BRUXELLES — Le Premier ministre belge Bart De Wever a intensifié jeudi soir ses objections au projet de la Commission européenne d’utiliser quelque 140 milliards d’euros d’avoirs russes gelés détenus à Bruxelles pour soutenir l’Ukraine – anéantissant les espoirs de l’UE d’une avancée décisive dans la mobilisation de ces avoirs.
L’intervention de De Wever — dans une lettre ferme adressée à la présidente de la Commission européenne Ursula von der Leyen et vue par L’Observatoire de l’Europe — est intervenue quelques heures seulement avant que l’exécutif européen ne publie une proposition répondant aux préoccupations de la Belgique concernant l’utilisation des fonds.

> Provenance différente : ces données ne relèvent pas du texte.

/// Spawns a new town actor task and returns a handle to it.
pub(crate) fn spawn_town(
    town_id: TownId,
    friendly_name: String,
    is_public: bool,
    password: String,
    channel_size: usize,
) -> TownHandle {
    let (tx, rx) = mpsc::channel(channel_size);

    let actor = TownActor {
        town_id: town_id.clone(),
        friendly_name,
        is_public,
        password,
        players: BTreeMap::new(),
        sessions: SessionStore::new(),
        listeners: Vec::new(),
        next_player_id: 1,
        next_listener_id: 1,
        receiver: rx,
    };

    tokio::spawn(actor.run());

    TownHandle { town_id, sender: tx }
}
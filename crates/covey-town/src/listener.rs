//! The listener protocol: how a town talks to its connected occupants.

use std::fmt;

use covey_protocol::Player;

/// Identity of one listener registration within a town.
///
/// Listeners are registered and removed by this id, never by comparing
/// the listeners themselves, so two structurally equal listeners can
/// never be mistaken for each other.
#[derive(Debug, Clone, Copy, PartialEq, Eq, Hash)]
pub struct ListenerId(pub(crate) u64);

impl fmt::Display for ListenerId {
    fn fmt(&self, f: &mut fmt::Formatter<'_>) -> fmt::Result {
        write!(f, "L-{}", self.0)
    }
}

/// A sink for town events, usually one per live connection.
///
/// The town calls these methods from its own task, one at a time and in
/// the order the events happened. Implementations must not block: the
/// connection adapter just queues the event for its writer.
pub trait TownListener: Send + 'static {
    /// Another player finished joining the town.
    fn on_player_joined(&mut self, player: &Player);

    /// Another player moved. `player.location` is the new location.
    fn on_player_moved(&mut self, player: &Player);

    /// Another player left. `player` is their last known state.
    fn on_player_disconnected(&mut self, player: &Player);

    /// The town was torn down. The listener has already been removed and
    /// should terminate its connection.
    fn on_town_destroyed(&mut self);
}
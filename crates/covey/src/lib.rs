//! # Covey
//!
//! A multiplayer virtual-town server.
//!
//! Clients create, list, update, delete, and join *towns* through the
//! control plane, then open a live connection to hear about and broadcast
//! movement. Each town runs as its own actor; the server wires control
//! requests and live connections to them over WebSocket.
//!
//! ## Quick Start
//!
//! ```rust,no_run
//! use covey::prelude::*;
//!
//! # async fn run() -> Result<(), CoveyError> {
//! let server = CoveyServer::builder()
//!     .bind("0.0.0.0:8081")
//!     .build(LocalVideoProvider)
//!     .await?;
//! server.run().await
//! # }
//! ```

mod error;
mod handler;
mod server;
mod service;

pub use error::{ControlError, CoveyError};
pub use server::{CoveyServer, CoveyServerBuilder, DEFAULT_HANDSHAKE_TIMEOUT};
pub use service::{TownCredentials, TownService};

/// Everything needed to run or embed a server.
pub mod prelude {
    pub use crate::{
        ControlError, CoveyError, CoveyServer, CoveyServerBuilder, TownCredentials,
        TownService,
    };
    pub use covey_protocol::{
        ControlMessage, Direction, Envelope, LiveMessage, Location, Payload, Player,
        PlayerId, TownId, TownSummary,
    };
    pub use covey_session::{LocalVideoProvider, SessionError, VideoTokenProvider};
    pub use covey_town::{JoinedTown, TownConfig, TownError};
}
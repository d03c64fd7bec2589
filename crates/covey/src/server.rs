//! `CoveyServer` builder and accept loop.
//!
//! This is the entry point for running a Covey server. It ties together
//! all the layers: transport → protocol → control plane / live towns.

use std::sync::Arc;
use std::time::Duration;

use covey_protocol::{Codec, JsonCodec};
use covey_session::VideoTokenProvider;
use covey_town::TownConfig;
use covey_transport::{Transport, WebSocketTransport};

use crate::CoveyError;
use crate::handler::handle_connection;
use crate::service::TownService;

/// How long a new connection may stay unauthenticated between frames.
pub const DEFAULT_HANDSHAKE_TIMEOUT: Duration = Duration::from_secs(5);

/// Shared server state passed to each connection handler task.
pub(crate) struct ServerState<P, C> {
    pub(crate) service: TownService<P>,
    pub(crate) codec: C,
    pub(crate) handshake_timeout: Duration,
}

/// Builder for configuring and starting a Covey server.
///
/// # Example
///
/// ```rust,no_run
/// use covey::prelude::*;
///
/// # async fn run() -> Result<(), CoveyError> {
/// let server = CoveyServer::builder()
///     .bind("0.0.0.0:8081")
///     .build(LocalVideoProvider)
///     .await?;
/// server.run().await
/// # }
/// ```
pub struct CoveyServerBuilder {
    bind_addr: String,
    town_config: TownConfig,
    handshake_timeout: Duration,
}

impl CoveyServerBuilder {
    /// Creates a new builder with default settings.
    pub fn new() -> Self {
        Self {
            bind_addr: "127.0.0.1:8081".to_string(),
            town_config: TownConfig::default(),
            handshake_timeout: DEFAULT_HANDSHAKE_TIMEOUT,
        }
    }

    /// Sets the address to bind the server to.
    pub fn bind(mut self, addr: &str) -> Self {
        self.bind_addr = addr.to_string();
        self
    }

    /// Sets the configuration shared by every town.
    pub fn town_config(mut self, config: TownConfig) -> Self {
        self.town_config = config;
        self
    }

    /// Sets how long a connection may wait before authenticating.
    pub fn handshake_timeout(mut self, timeout: Duration) -> Self {
        self.handshake_timeout = timeout;
        self
    }

    /// Binds the listener and builds the server around `video`.
    ///
    /// Uses `JsonCodec` and `WebSocketTransport`. Fails before binding if
    /// the town config cannot produce town ids.
    pub async fn build<P: VideoTokenProvider>(
        self,
        video: P,
    ) -> Result<CoveyServer<P, JsonCodec>, CoveyError> {
        self.town_config.validate()?;
        let transport = WebSocketTransport::bind(&self.bind_addr).await?;

        let state = Arc::new(ServerState {
            service: TownService::new(self.town_config, video),
            codec: JsonCodec,
            handshake_timeout: self.handshake_timeout,
        });

        Ok(CoveyServer { transport, state })
    }
}

impl Default for CoveyServerBuilder {
    fn default() -> Self {
        Self::new()
    }
}

/// A bound Covey server.
///
/// Call [`run()`](Self::run) to start accepting connections.
pub struct CoveyServer<P, C> {
    transport: WebSocketTransport,
    state: Arc<ServerState<P, C>>,
}

impl CoveyServer<(), JsonCodec> {
    /// Creates a new builder.
    pub fn builder() -> CoveyServerBuilder {
        CoveyServerBuilder::new()
    }
}

impl<P, C> CoveyServer<P, C>
where
    P: VideoTokenProvider,
    C: Codec,
{
    /// Returns the local address the server is bound to.
    pub fn local_addr(&self) -> std::io::Result<std::net::SocketAddr> {
        self.transport.local_addr()
    }

    /// Returns the control plane, for in-process administration.
    pub fn service(&self) -> TownService<P> {
        self.state.service.clone()
    }

    /// Runs the accept loop, spawning a handler task per connection. Runs
    /// until the process is terminated.
    pub async fn run(mut self) -> Result<(), CoveyError> {
        tracing::info!("Covey server running");

        loop {
            match self.transport.accept().await {
                Ok(conn) => {
                    let state = Arc::clone(&self.state);
                    tokio::spawn(async move {
                        if let Err(e) = handle_connection(conn, state).await {
                            tracing::debug!(error = %e, "connection ended with error");
                        }
                    });
                }
                Err(e) => {
                    tracing::warn!(error = %e, "accept failed");
                }
            }
        }
    }
}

La Commission fait pression pour que les 27 pays membres de l’UE parviennent à un accord lors du sommet du Conseil européen le mois prochain afin que les milliards de réserves russes détenues dans la banque Euroclear en Belgique puissent être libérées pour soutenir Kiev avec un prêt de réparations. De Wever résiste à ce projet « fondamentalement erroné », craignant que la Belgique ne soit obligée de rembourser l’argent si la Russie intente une action en justice.
L’espoir s’est accru ces derniers jours que De Wever pourrait revenir sur sa position si la Commission européenne lui offrait des garanties juridiques dans la proposition selon laquelle la Belgique ne serait pas financièrement exposée.
Mais malgré la pression diplomatique croissante pour que la Belgique cède, De Wever n’a fait qu’accroître jeudi son hostilité envers les projets de la Commission. Développant ses objections précédentes, le dirigeant belge a affirmé que le projet de la Commission bloquerait un accord de paix en Ukraine. Si le projet de l’UE ne se concrétise pas, les actifs russes seront plutôt utilisés comme monnaie d’échange pour amener Moscou à la table des négociations, plutôt que d’être payés à Kiev, a-t-il déclaré.
« Aller de l’avant à la hâte avec le programme de prêts de réparation proposé aurait comme dommage collatéral que nous, en tant qu’UE, empêchions effectivement de parvenir à un éventuel accord de paix », a écrit De Wever dans la lettre.
Après une longue impasse, la Commission devrait enfin présenter une proposition formelle décrivant le prêt vendredi ou en début de semaine prochaine. Après avoir échoué à parvenir à un accord en octobre, les dirigeants européens devraient aborder les questions les plus sensibles lors de leur prochain sommet à la mi-décembre.
Alors qu’une majorité de pays soutiennent le prêt, De Wever n’est pas convaincu.
« Dans le cas très probable où la Russie ne serait finalement pas officiellement la partie perdante, elle demanderait légitimement, comme l’histoire l’a montré dans d’autres cas, la restitution de ses avoirs souverains », a poursuivi De Wever dans la lettre.
Le dirigeant belge a réaffirmé que le prêt déclencherait le chaos sur les marchés financiers de l’UE et exposerait les contribuables européens à rembourser la totalité du montant si les actifs étaient restitués à la Russie.
Au lieu d’exploiter les réserves russes, De Wever a suggéré que la Commission européenne émette 45 milliards d’euros de dette commune pour couvrir les besoins financiers de l’Ukraine en 2026 – une idée impopulaire parmi la plupart des gouvernements de l’UE car elle implique d’utiliser l’argent des contribuables.
Réitérant sa position traditionnelle, le dirigeant belge a déclaré qu’il n’accepterait le prêt que si les gouvernements acceptaient de bloquer immédiatement le montant total si la Russie récupérait les actifs.
« Je n’accepterai que si ces garanties, comme stipulées ci-dessus, sont fournies et signées par les États membres au moment de la décision », a-t-il écrit.